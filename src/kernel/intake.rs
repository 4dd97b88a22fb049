use serde::{Deserialize, Serialize};
use std::collections::HashMap;

/// The four project-context fields collected before tutoring starts.
#[derive(Debug, Clone, PartialEq, Eq, Serialize, Deserialize)]
#[serde(rename_all = "camelCase")]
pub struct IntakeRecord {
    pub project_idea: String,
    pub tech_stack: String,
    pub skill_level: String,
    pub timeline: String,
}

/// Accepted labels per canonical field, in priority order.
const PROJECT_IDEA: &[&str] = &["project idea", "project"];
const TECH_STACK: &[&str] = &["tech stack", "tech"];
const SKILL_LEVEL: &[&str] = &["skill level", "skill"];
const TIMELINE: &[&str] = &["timeline", "timeframe"];

impl IntakeRecord {
    /// Format used when echoing a parsed record back for confirmation.
    pub fn summary(&self) -> String {
        format!(
            "Project idea: {}\nTech stack: {}\nSkill level: {}\nTimeline: {}",
            self.project_idea, self.tech_stack, self.skill_level, self.timeline
        )
    }
}

/// PURE FUNCTION: scans `Label: value` lines and builds a record.
///
/// Returns `None` unless all four fields resolve to non-empty values. Labels
/// match case-insensitively; when a label repeats, the last line wins.
pub fn parse_intake(text: &str) -> Option<IntakeRecord> {
    let mut fields: HashMap<String, String> = HashMap::new();

    for line in text.lines().map(str::trim).filter(|l| !l.is_empty()) {
        let Some((label, value)) = line.split_once(':') else {
            continue;
        };
        let label = label.trim();
        let value = value.trim();
        if label.is_empty() || value.is_empty() {
            continue;
        }
        fields.insert(label.to_lowercase(), value.to_string());
    }

    let resolve = |labels: &[&str]| -> Option<String> {
        labels
            .iter()
            .find_map(|l| fields.get(*l).filter(|v| !v.is_empty()).cloned())
    };

    Some(IntakeRecord {
        project_idea: resolve(PROJECT_IDEA)?,
        tech_stack: resolve(TECH_STACK)?,
        skill_level: resolve(SKILL_LEVEL)?,
        timeline: resolve(TIMELINE)?,
    })
}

########################################

The required output is the exact run of lines from the beginning of the listing above to the line that contains "pub fn parse_intake(text: &str)", inclusive of both.

ANSWER FOR THE TASK:
filename src/kernel/intake.rs
repository 4dd97b88a22fb049
use serde::{Deserialize, Serialize};
use std::collections::HashMap;

/// The four project-context fields collected before tutoring starts.
#[derive(Debug, Clone, PartialEq, Eq, Serialize, Deserialize)]
#[serde(rename_all = "camelCase")]
pub struct IntakeRecord {
    pub project_idea: String,
    pub tech_stack: String,
    pub skill_level: String,
    pub timeline: String,
}

/// Accepted labels per canonical field, in priority order.
const PROJECT_IDEA: &[&str] = &["project idea", "project"];
const TECH_STACK: &[&str] = &["tech stack", "tech"];
const SKILL_LEVEL: &[&str] = &["skill level", "skill"];
const TIMELINE: &[&str] = &["timeline", "timeframe"];

impl IntakeRecord {
    /// Format used when echoing a parsed record back for confirmation.
    pub fn summary(&self) -> String {
        format!(
            "Project idea: {}\nTech stack: {}\nSkill level: {}\nTimeline: {}",
            self.project_idea, self.tech_stack, self.skill_level, self.timeline
        )
    }
}

/// PURE FUNCTION: scans `Label: value` lines and builds a record.
///
/// Returns `None` unless all four fields resolve to non-empty values. Labels
/// match case-insensitively; when a label repeats, the last line wins.
pub fn parse_intake(text: &str) -> Option<IntakeRecord> {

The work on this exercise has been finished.